Más allá del bonito final que está a punto de materializarse, no ha pasado desapercibida esta dinámica, en cierto modo particular y poco habitual en una historia en la que se pone de manifiesto que un futbolista es parcialmente dueño de sí mismo. En Europa menos, pero en Sudamérica no era raro encontrar futbolistas con el pasaporte fraccionado y con un porcentaje perteneciente a un fondo. Hace años, la FIFA puso freno a esta dinámica que daba lugar a subastas absurdas y puso bajo la lupa algunas operaciones, entre ellas el traspaso de Neymar del Santos al Barcelona; pero, una vez eliminadas esas «terceras partes», sigue existiendo la posibilidad de que una parte del pasaporte permanezca de alguna manera en manos del futbolista. El ejemplo más reciente es Richard Ríos, objetivo de la Roma: el colombiano posee el 10 % de su ficha y, más o menos como Conceição, estaría dispuesto a renunciar a su parte para facilitar el cierre de una operación complicada que Massara quiere cerrar con 28 millones de bonificación incluida (esta es la última oferta entregada al Palmeiras).

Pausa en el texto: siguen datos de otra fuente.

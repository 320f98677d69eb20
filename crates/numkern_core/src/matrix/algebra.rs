//! Determinant, cofactors and inverse by cofactor expansion.
//!
//! The determinant expands recursively along the first row. The cost is
//! `O(n!)`, so these operations are only practical for small matrices.

use super::Matrix;
use crate::error::{CalcFailure, MatrixError, Result};

impl Matrix {
    #[tracing::instrument(level = "trace", skip(self), fields(order = self.rows))]
    pub fn determinant(&self) -> Result<f64> {
        self.require_square()?;
        Ok(expand_determinant(self))
    }

    /// The matrix left after deleting `row` and `column`.
    pub fn minor(&self, row: usize, column: usize) -> Result<Matrix> {
        self.require_square()?;
        if self.rows < 2 || row >= self.rows || column >= self.columns {
            return Err(CalcFailure::NoMinor { row, column }.into());
        }
        Ok(self.minor_unchecked(row, column))
    }

    /// Matrix of signed minor determinants, `(-1)^(k+l) * det(minor(k, l))`.
    ///
    /// A 1x1 matrix has an empty minor whose determinant is taken to be 1,
    /// so its cofactor matrix is `[[1]]`.
    #[tracing::instrument(level = "trace", skip(self), fields(order = self.rows))]
    pub fn cofactor_matrix(&self) -> Result<Matrix> {
        self.require_square()?;
        let n = self.rows;
        let mut result = Matrix::zeros(n, n);
        for k in 0..n {
            for l in 0..n {
                let minor = self.minor_unchecked(k, l);
                result[(k, l)] = cofactor_sign(k, l) * expand_determinant(&minor);
            }
        }
        Ok(result)
    }

    /// Inverse via the adjugate: `transpose(cofactors) / det`.
    #[tracing::instrument(level = "trace", skip(self), fields(order = self.rows))]
    pub fn inverse(&self) -> Result<Matrix> {
        let det = self.determinant()?;
        if det == 0.0 {
            tracing::debug!(order = self.rows, "matrix is singular, no inverse");
            return Err(CalcFailure::Singular.into());
        }
        if self.rows == 1 {
            return Matrix::from_vec(1, 1, vec![1.0 / self.data[0]]);
        }
        self.cofactor_matrix()?.transpose()?.mul_number(1.0 / det)
    }

    fn require_square(&self) -> Result<()> {
        self.validate()?;
        if !self.is_square() {
            return Err(MatrixError::CalcError(CalcFailure::NotSquare {
                rows: self.rows,
                columns: self.columns,
            }));
        }
        Ok(())
    }

    /// Copies everything except `row` and `column` into a new square matrix.
    /// Deleting from a 1x1 matrix yields the internal 0x0 matrix.
    fn minor_unchecked(&self, row: usize, column: usize) -> Matrix {
        let size = self.rows - 1;
        let mut data = Vec::with_capacity(size * size);
        for i in (0..self.rows).filter(|&i| i != row) {
            for j in (0..self.columns).filter(|&j| j != column) {
                data.push(self[(i, j)]);
            }
        }
        Matrix {
            rows: size,
            columns: size,
            data,
        }
    }
}

/// Square input only. Each minor is dropped as soon as its determinant is
/// known, so at most one temporary per recursion level is alive.
fn expand_determinant(matrix: &Matrix) -> f64 {
    let a = &matrix.data;
    match matrix.rows {
        0 => 1.0,
        1 => a[0],
        2 => a[0] * a[3] - a[1] * a[2],
        n => (0..n)
            .map(|k| {
                let minor = matrix.minor_unchecked(0, k);
                cofactor_sign(0, k) * a[k] * expand_determinant(&minor)
            })
            .sum(),
    }
}

fn cofactor_sign(row: usize, column: usize) -> f64 {
    if (row + column) % 2 == 0 {
        1.0
    } else {
        -1.0
    }
}

#[cfg(test)]
mod tests {
    use super::*;
    use crate::error::Status;

    fn matrix(rows: &[&[f64]]) -> Matrix {
        Matrix::from_rows(rows).expect("test matrix should be correct")
    }

    #[test]
    fn determinant_base_cases() {
        assert_eq!(matrix(&[&[-3.5]]).determinant().unwrap(), -3.5);
        assert_eq!(matrix(&[&[1.0, 2.0], &[3.0, 4.0]]).determinant().unwrap(), -2.0);
    }

    #[test]
    fn determinant_expands_along_the_first_row() {
        let a = matrix(&[&[1.0, 2.0, 3.0], &[0.0, 4.0, 2.0], &[5.0, 2.0, 1.0]]);
        assert_eq!(a.determinant().unwrap(), -40.0);

        let b = matrix(&[
            &[1.0, 0.0, 2.0, -1.0],
            &[3.0, 0.0, 0.0, 5.0],
            &[2.0, 1.0, 4.0, -3.0],
            &[1.0, 0.0, 5.0, 0.0],
        ]);
        assert_eq!(b.determinant().unwrap(), 30.0);
    }

    #[test]
    fn determinant_of_identity_is_one() {
        for n in 1..=6 {
            let det = Matrix::identity(n).unwrap().determinant().unwrap();
            assert_eq!(det, 1.0, "identity of order {n}");
        }
    }

    #[test]
    fn determinant_reports_status() {
        assert_eq!(
            Matrix::default().determinant().unwrap_err(),
            MatrixError::IncorrectMatrix
        );
        let err = Matrix::new(2, 3).unwrap().determinant().unwrap_err();
        assert_eq!(
            err,
            MatrixError::CalcError(CalcFailure::NotSquare {
                rows: 2,
                columns: 3
            })
        );
    }

    #[test]
    fn minor_deletes_row_and_column() {
        let a = Matrix::filled(3, 3, 1.0, 1.0).unwrap();
        let m = a.minor(1, 0).unwrap();
        assert_eq!(m.shape(), (2, 2));
        assert_eq!(m.as_slice(), &[2.0, 3.0, 8.0, 9.0]);
    }

    #[test]
    fn minor_rejects_what_it_cannot_build() {
        let single = matrix(&[&[1.0]]);
        assert_eq!(Status::of(&single.minor(0, 0)), Status::CalcError);
        let a = Matrix::new(3, 3).unwrap();
        assert_eq!(
            a.minor(3, 0).unwrap_err(),
            MatrixError::CalcError(CalcFailure::NoMinor { row: 3, column: 0 })
        );
        assert_eq!(Status::of(&Matrix::new(2, 3).unwrap().minor(0, 0)), Status::CalcError);
    }

    #[test]
    fn cofactor_matrix_applies_alternating_signs() {
        let a = matrix(&[&[1.0, 2.0, 3.0], &[0.0, 4.0, 2.0], &[5.0, 2.0, 1.0]]);
        let expected = matrix(&[
            &[0.0, 10.0, -20.0],
            &[4.0, -14.0, 8.0],
            &[-8.0, -2.0, 4.0],
        ]);
        assert!(a.cofactor_matrix().unwrap().equals(&expected));
    }

    #[test]
    fn cofactor_matrix_of_single_element_is_one() {
        let c = matrix(&[&[4.0]]).cofactor_matrix().unwrap();
        assert_eq!(c.as_slice(), &[1.0]);
    }

    #[test]
    fn cofactor_matrix_reports_status() {
        assert_eq!(
            Matrix::default().cofactor_matrix().unwrap_err(),
            MatrixError::IncorrectMatrix
        );
        assert_eq!(
            Status::of(&Matrix::new(3, 2).unwrap().cofactor_matrix()),
            Status::CalcError
        );
    }

    #[test]
    fn inverse_of_two_by_two() {
        let a = matrix(&[&[1.0, 2.0], &[3.0, 4.0]]);
        let expected = matrix(&[&[-2.0, 1.0], &[1.5, -0.5]]);
        assert!(a.inverse().unwrap().equals(&expected));
    }

    #[test]
    fn inverse_of_three_by_three() {
        let a = matrix(&[&[2.0, 5.0, 7.0], &[6.0, 3.0, 4.0], &[5.0, -2.0, -3.0]]);
        let expected = matrix(&[
            &[1.0, -1.0, 1.0],
            &[-38.0, 41.0, -34.0],
            &[27.0, -29.0, 24.0],
        ]);
        let inverse = a.inverse().unwrap();
        assert!(inverse.equals(&expected));

        let identity = Matrix::identity(3).unwrap();
        assert!(a.mul_matrix(&inverse).unwrap().equals(&identity));
    }

    #[test]
    fn inverse_of_single_element_is_reciprocal() {
        let inverse = matrix(&[&[4.0]]).inverse().unwrap();
        assert_eq!(inverse.as_slice(), &[0.25]);
    }

    #[test]
    fn inverse_rejects_singular_and_malformed_input() {
        let singular = matrix(&[&[1.0, 2.0, 3.0], &[1.0, 2.0, 3.0], &[4.0, 5.0, 6.0]]);
        assert_eq!(
            singular.inverse().unwrap_err(),
            MatrixError::CalcError(CalcFailure::Singular)
        );
        assert_eq!(Status::of(&matrix(&[&[0.0]]).inverse()), Status::CalcError);
        assert_eq!(
            Status::of(&Matrix::new(2, 3).unwrap().inverse()),
            Status::CalcError
        );
        assert_eq!(
            Matrix::default().inverse().unwrap_err(),
            MatrixError::IncorrectMatrix
        );
    }
}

¿DINERO? HAY QUIEN DICE QUE NO—  El otro caso al que pertenece la historia de Conceiçao es el de los jugadores que renuncian a dinero para facilitar su traspaso, su permanencia o su marcha. Lo hizo Noa Lang, que para llegar al Nápoles redujo su salario, y en 2021 Pedro, que para acelerar su fichaje por la Lazio renunció a la mensualidad de agosto de la Roma. Tonali también se redujo 400 000 euros de su salario en 2021 para quedarse en el Milan tras su primera temporada cedido. Gattuso, por su parte, en 2019, al negociar su indemnización tras rescindir de mutuo acuerdo con el Milan, renunció a sus dos últimos años de contrato para asegurarse que se pagaran los 24 meses restantes a su equipo. Y luego están Redondo y Mandzukic; el primero se rompió el ligamento cruzado, prácticamente no jugó y cerró el asunto así: «Le pedí que no me pagara el sueldo hasta que volviera a jugar». Algo similar ocurrió con el exjugador de la Juve, también en el Milan, cuando en 2021 renunció a un mes de sueldo por lesión. «Un gesto excepcional —comentó el presidente Paolo Scaroni— que demuestra la ética y la profesionalidad de Mario Mandzukic y su respeto por el Milan. El club tendrá así la oportunidad de seguir apoyando a la Fundación Milan en proyectos a favor de jóvenes en condiciones de fragilidad socioeconómica y educativa, en los que el deporte es una herramienta de inclusión social».